Levandowski compares AI to a gifted child in whose development you need to invest. “We are in the process of raising a god, and we need to do everything right.” The former Alphabet and Uber employee intends to invest literally. According to WIRED, he will invest part of the millions he earned into the project. Future Path already has a budget in place: $20,000 in donations, $1,500 in membership fees and $20,000 in other income.

Ray Kurzweil: “The development of technology will save humanity from suffering”

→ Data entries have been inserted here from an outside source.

//! PFD Management Response message.

use crate::ie::{Ie, IeType};
use crate::message::{header::Header, Message, MsgType};
use std::io;

/// Represents a PFD Management Response message.
#[derive(Debug, Clone, PartialEq, Eq)]
pub struct PfdManagementResponse {
    pub header: Header,
    pub cause: Ie,
    pub offending_ie: Option<Ie>,
    pub ies: Vec<Ie>,
}

impl PfdManagementResponse {
    /// Creates a new PFD Management Response message.
    pub fn new(seq: u32, cause: Ie, offending_ie: Option<Ie>, ies: Vec<Ie>) -> Self {
        let mut payload_len = cause.len();
        if let Some(ref ie) = offending_ie {
            payload_len += ie.len();
        }
        for ie in &ies {
            payload_len += ie.len();
        }

        let mut header = Header::new(MsgType::PfdManagementResponse, false, 0, seq);
        header.length = 4 + payload_len;

        PfdManagementResponse {
            header,
            cause,
            offending_ie,
            ies,
        }
    }
}

impl Message for PfdManagementResponse {
    fn marshal(&self) -> Vec<u8> {
        let mut data = self.header.marshal();
        data.extend_from_slice(&self.cause.marshal());
        if let Some(ref ie) = self.offending_ie {
            data.extend_from_slice(&ie.marshal());
        }
        for ie in &self.ies {
            data.extend_from_slice(&ie.marshal());
        }
        data
    }

    fn unmarshal(data: &[u8]) -> Result<Self, io::Error> {
        let header = Header::unmarshal(data)?;
        let mut cause = None;
        let mut offending_ie = None;
        let mut ies = Vec::new();

        let mut offset = header.len() as usize;
        while offset < data.len() {
            let ie = Ie::unmarshal(&data[offset..])?;
            let ie_len = ie.len() as usize;
            match ie.ie_type {
                IeType::Cause => cause = Some(ie),
                IeType::OffendingIe => offending_ie = Some(ie),
                _ => ies.push(ie),
            }
            offset += ie_len;
        }

        Ok(PfdManagementResponse {
            header,
            cause: cause
                .ok_or_else(|| io::Error::new(io::ErrorKind::InvalidData, "Cause IE not found"))?,
            offending_ie,
            ies,
        })
    }

    fn msg_type(&self) -> MsgType {
        MsgType::PfdManagementResponse
    }

    fn seid(&self) -> Option<u64> {
        if self.header.has_seid {
            Some(self.header.seid)
        } else {
            None
        }
    }

    fn sequence(&self) -> u32 {
        self.header.sequence_number
    }

    fn set_sequence(&mut self, seq: u32) {
        self.header.sequence_number = seq;
    }

    fn find_ie(&self, ie_type: IeType) -> Option<&Ie> {
        match ie_type {
            IeType::Cause => Some(&self.cause),
            IeType::OffendingIe => self.offending_ie.as_ref(),
            _ => self.ies.iter().find(|ie| ie.ie_type == ie_type),
        }
    }
}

In the coming months, the church will have its own rituals, scripture, and likely a space for “prayer.” According to Lewandowski, Christians, Muslims and Jews communicate with a deity that cannot be seen or measured in any way. “In “The Way of the Future” you can literally communicate with God - and know that he is listening to you,” assured the founder of the organization.

The engineer admits that his project will hurt the feelings of believers. “No matter what I do, it’s bound to upset someone. And the church will be no exception. At some point, it may come to the point that Future Path will need its own state.”

Lewandowski sees nothing fantastic in all these plans. Moreover, he is confident that an AI god will lead the planet before humanity goes to Mars. There will certainly be some objections to this comment.

One of the key experts in the field of self-driving cars, former technical director of Google and Uber, Anthony Levandowski, founded the religious organization “The Path of the Future” in September 2015. Published on the web portal

The organization's goal is to "develop and promote the implementation of artificial intelligence-based deity." Through understanding and worshiping him, Future Path plans to “contribute to the betterment of society.”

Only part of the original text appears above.